这个二逼青年用万分之一弹指的时间翘了一下尾巴——师父更要为我自豪啦y(≧▽≦)y
而后恢复了启动了有为青年的模式。
缓缓抬起头来,手扶巨剑,对着看不到尽头的海怪长龙,狰狞一笑:“来吧,让你们见识见识,昆仑瞬神的能耐。小爷陪你们这帮孙子,战到地老天荒!”

何为尔所愿?
闻人无罪看见,紧闭的山门,狼藉的行礼。
用过的所有东西,连碗筷都被人一起丢出来,骨碌碌沿着山道溜下去,消失不见。
场面被弄得有些难看。
闻人无罪怔住。
这是哪里?我还活着?
我不是该在死狱里跟怪兽拼命么?我不是准备好为了此生唯一的知己古先生,从容赴死么?
面前的山道如此熟悉,他甚至清晰记得每一级石阶上的纹路。
眼前的山门却如此陌生,因为最后一次告别它的时候,自己还是总角的年纪。
举起软白的手掌,那上面还没有俗世挣扎磨砺出的老茧,也并无血腥杀戮中留下的伤痕。闻人无罪阖起手掌,掌心里,还没有欺师灭祖被钉在刑架上,留下难看的圆洞。
十五岁,他的第一个师门。
真正伤了他的心。
“师父,师父,那张灵符真的不是我偷的!”他曾经跪在门前苦苦哀求,涕泪横流,卑微如狗,
十年勤恳,没能换得一句申辩的机会。五年师徒,不曾积攒出半点怜悯的情分。
暴晒、绝食,他不死心的跪在山门,前几乎把自己活活折磨死。
师兄终于恶意的在他耳边开口:“傻子,师父根本就没丢灵符。只是掌门的儿子终于到了拜师的年纪,你得把入室弟子的位置腾出来,咱们整个小竹峰都跟着沾光…”
闻人无罪轻笑,摩挲着光洁的掌心。
几乎要忘了,铜皮铁骨,蛇蝎心肠的“背叛者闻人”,也曾是个天真幼稚的傻子。
第168章 心魔众生相(一)
你的人生,有没有过这样的经历。
涉世之初,一颗真心圆滚滚的,或许还有点胖。小心捧到人前,或者什么事业面前,却被世界的恶意残忍的糊了一脸。

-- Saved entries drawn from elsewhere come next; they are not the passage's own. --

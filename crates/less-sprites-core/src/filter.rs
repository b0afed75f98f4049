use crate::error::{Result, SpriteError};
use std::path::{Path, PathBuf};
use tracing::debug;
use walkdir::WalkDir;

/// Resolves the candidate list against `base_dir`.
///
/// A single candidate must exist. If it is a directory it replaces `base_dir`
/// and its entries (directory order, not sorted, not recursive) become the new
/// candidates. Any other input is returned unchanged.
pub fn expand_candidates(base_dir: &Path, candidates: &[String]) -> Result<(PathBuf, Vec<String>)> {
    if let [single] = candidates {
        let path = base_dir.join(single);
        if !path.exists() {
            return Err(SpriteError::NotFound(path));
        }
        if path.is_dir() {
            let mut listing = Vec::new();
            for entry in WalkDir::new(&path).min_depth(1).max_depth(1) {
                let entry = entry.map_err(|e| {
                    SpriteError::Io(e.into_io_error().unwrap_or_else(|| {
                        std::io::Error::other(format!("cannot list {}", path.display()))
                    }))
                })?;
                listing.push(entry.file_name().to_string_lossy().into_owned());
            }
            debug!(dir = ?path, entries = listing.len(), "expanded source directory");
            return Ok((path, listing));
        }
    }
    Ok((base_dir.to_path_buf(), candidates.to_vec()))
}

/// Keeps the candidates that look like images and are not the output image.
///
/// Entries are reduced to their base names, order is preserved. Fails with a
/// validation error if nothing survives.
pub fn filter_source_files(
    candidates: &[String],
    output_image_name: &str,
    extensions: &[String],
) -> Result<Vec<String>> {
    let output = base_name(output_image_name);
    let files: Vec<String> = candidates
        .iter()
        .map(|c| base_name(c))
        .filter(|name| *name != output && has_image_extension(name, extensions))
        .map(str::to_string)
        .collect();
    if files.is_empty() {
        return Err(SpriteError::Validation(
            "No valid source files were provided.".into(),
        ));
    }
    Ok(files)
}

/// Last path component, accepting both `/` and `\` separators.
pub(crate) fn base_name(path: &str) -> &str {
    let trimmed = path.trim_end_matches(['/', '\\']);
    trimmed.rsplit(['/', '\\']).next().unwrap_or(trimmed)
}

fn has_image_extension(name: &str, extensions: &[String]) -> bool {
    name.rsplit_once('.')
        .is_some_and(|(_, ext)| extensions.iter().any(|e| e.eq_ignore_ascii_case(ext)))
}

那颗圆圆的心脏,跌落尘埃一路往下滚,终于变得坑坑洼洼的难看。于是狠下心肠,剜去纯良,裹满尘土,填满恶意,以为这就是报复了世界。
却终于在很久之后,发现这不过是报复了自己。
你痛骂自己是个傻瓜,却已经成为了这恶意世界的一块载体。
人融入社会确实是要牺牲点什么的,可傻傻的你牺牲了原本的自己。
八十岁的“背叛者闻人”,又一次站在十五岁的人生岔道上。仰起头,闭着眼,任淅沥的春雨流过了满面。
“何为尔所愿?”
闻人无罪微怔。
佛陀的金光洒遍全身,却驱不散身旁的阴影。
闻人先生尚未结丹,对于传说中金丹尊者的心头噩梦,都只是从旁人耳边听说过。
“心魔幻境?”闻人皱起了眉。
可心中执念,早已种下,不过时机未到,并非不曾成魔。
所愿?
八十年前,闻人无罪的所愿是一不做二不休,干脆真的卷了师门财物逃跑,横竖师傅无情并非自己做错。

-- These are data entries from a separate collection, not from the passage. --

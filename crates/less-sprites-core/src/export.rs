use crate::model::SpriteSheet;
use serde_json::{json, Value};

/// Serialize the sheet as `{ frames, meta }` with frames in packing order.
/// `frame` holds the pixel rectangle on the sheet; `offset` holds the
/// `background-position` values used by the stylesheet.
pub fn to_json(sheet: &SpriteSheet) -> Value {
    let frames: Vec<Value> = sheet
        .placements
        .iter()
        .map(|p| {
            json!({
                "name": p.file_name,
                "frame": {"x": -p.offset_x, "y": -p.offset_y, "w": p.width, "h": p.height},
                "offset": {"x": p.offset_x, "y": p.offset_y},
            })
        })
        .collect();
    json!({
        "frames": frames,
        "meta": {
            "app": "less-sprites",
            "version": env!("CARGO_PKG_VERSION"),
            "image": sheet.image_file,
            "sprite": sheet.sprite_name,
            "direction": sheet.direction,
            "size": {"w": sheet.width, "h": sheet.height},
        },
    })
}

七十年前,闻人无罪的所愿是秘境中的队友足够不长眼,上杆子来偷袭然后被反杀,这样所得资源就可以少分一份。
六十年前,闻人无罪的所愿是勾上那个脑残的掌门之女,盗得她家族法宝再一脚踹开,那种骄横跋扈的女人活着也是浪费空气,管她去死。
五十年前,闻人无罪的所愿是把前面走着的那个修士打死拖走,拍卖会上的终极拍品就是我的了。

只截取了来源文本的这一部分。